Мы попрощались с консьержем и вышли на улицу, где почти стемнело.
Мира ждала нас в тесном закутке, где с одной стороны вертелся истекающий жиром мясной стержень, с другой к стеклянной стене лепился узкий столик, заляпанный майонезом и залитый сладким чаем.
Мира сидела в самом углу, натянув капюшон почти до носа.
– Это кто? – Она бесцеремонно ткнула пальцем в Ваню.
– Друг, – ответила я и, увидев ее напряжение, добавила: – Он всё знает.
Мира отвернулась к столику.
– Я пару раз заходила в холл особняка. Помнишь, раньше, когда мы ходили к родителям, там была вахтерша?
– Зинаида Петровна.
– Не важно. В общем, сейчас там всё по-другому, но охранник всё равно есть. Знаешь, я подумала, что если…
– Если он такой же рассеянный, как Зинаида Петровна, – продолжила я ее мысль.
– И пустит нас внутрь.
– Но что мы сможем там сделать? Кабинеты, наверное, заперты. Оборудование под замком, компьютеры запаролены.
– Можно попробовать, – пожала плечами Мира, игнорируя недоумевающий взгляд Вани, который он переводил с меня на нее.
– И камеры слежения наверняка есть, – предположила я.
– Конечно, есть, даже снаружи, – подтвердила Мира.
– Нас же сразу найдут.
– Ну и что? Что они нам сделают? Ну, вызовут в полицию, самое большее. В среду. – Она смотрела на меня, а я завороженно глядела на наше с Ваней отражение в ее зрачках.
– Когда? – шепотом переспросила я.
– В среду. По средам там меньше всего народу. В три часа, когда все разойдутся на обед.
– Ты давно за ними следишь?
– Где-то полгода, – прошептала она, настороженно приподняв капюшон, когда в ларек вошел посетитель. Мужчина заказал две шавермы с собой и прислонился к дальнему углу, уткнувшись в телефон.
– Мне пора. Встретимся в блинной в три. – Она застегнула куртку и, не попрощавшись, выскользнула на улицу.

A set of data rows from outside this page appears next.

//! `SQLite` persistence for coinwatch.
//!
//! Market snapshots, price history, cached sparklines, and token alias
//! overrides all live in one `SQLite` file. Repositories own their SQL;
//! the `SqlitePool` never leaks past this crate's public constructors.

// Anchor dev-dependencies that tests pull in only indirectly
#[cfg(test)]
use tokio_test as _;

pub mod error;
pub mod repositories;
pub mod setup;

pub use error::DbError;

pub use repositories::{
    DEFAULT_SERIES_CAP, MarketDataRepository, PriceHistoryRepository, SparklineRepository,
    StoredSparkline, TokenAliasRepository,
};

pub use setup::setup_database;
#[cfg(any(test, feature = "test-utils"))]
pub use setup::setup_test_database;
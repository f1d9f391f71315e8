//! Repository implementations using `SQLite`.
//!
//! These implementations encapsulate all SQL queries and database access.
//! The `SqlitePool` stays behind repository constructors and never appears
//! in the rest of the workspace.

mod market_data;
mod price_history;
mod row_mappers;
mod sparklines;
mod token_aliases;

pub use market_data::MarketDataRepository;
pub use price_history::{DEFAULT_SERIES_CAP, PriceHistoryRepository};
pub use sparklines::{SparklineRepository, StoredSparkline};
pub use token_aliases::TokenAliasRepository;
//! Command handlers.
//!
//! Handlers follow the canonical pattern:
//! - Signature: `pub async fn execute(ctx: &CliContext, ...) -> Result<(), CliError>`
//! - Thin wrappers that:
//!   1. Parse/validate CLI-specific input
//!   2. Call repositories, the router, or core analysis
//!   3. Format output for the terminal
//!
//! Business rules (volatility math, candle validation, token resolution)
//! live in `coinwatch-core`, never here.

pub mod alias;
pub mod analyze;
pub mod coverage;
pub mod fetch;
pub mod history;
pub mod ohlc;
pub mod prices;
pub mod sparkline;
pub mod status;
pub mod volatility;

use crate::bootstrap::CliContext;
use crate::error::CliError;
use coinwatch_core::Resolved;

/// Resolve a user-supplied token or fail with a usage error naming it.
pub(crate) fn resolve_token(ctx: &CliContext, token: &str) -> Result<Resolved, CliError> {
    ctx.map.resolve(token).ok_or_else(|| {
        CliError::Arguments(format!(
            "unknown token '{token}' (try 'coinwatch alias {} <coingecko-id>')",
            token.to_uppercase()
        ))
    })
}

– Тебе не кажется, что она заигралась в шпионов? – спросил Ваня, глядя ей вслед.
– Снаружи всё не так, как есть на самом деле, – ответила я. – И потом, нам в самом деле ничего не смогут сделать. Пойдем и посмотрим.
– Нина, тебя заберут в полицию.
– Угу. Я даже знаю куда. Мы были там с папой, когда…
– Хочешь попасть в обезьянник?
– Детей не сажают в обезьянник.
– Вы уже не дети, вам четырнадцать.
– Я не буду брать с собой паспорт.
– И сообщат в школу.
– Пусть сообщают.
– И поставят на учет.
– Пусть ставят.
– Ваш план нелогичен, подумай сама…
– Не хочу думать. Хочу, чтобы она вернулась.
Я уставилась в окно. Хотелось закричать или ударить его, такого рассудительного. Посчитала до десяти, глубоко вздохнула. Светофор напротив ларька загорелся красным. Машины снова поехали по Садовой улице.
Ваня молчал, пережидая.
– Давайте я с вами, – предложил он через минуту.
Я немного подумала.
– Тебе лучше наблюдать издалека. Будешь на связи на всякий случай. Посидишь в блинной, например. А нас подстрахует одна моя знакомая.
– Какая еще знакомая?
Я не ответила, достала телефон и написала сообщение Улитке.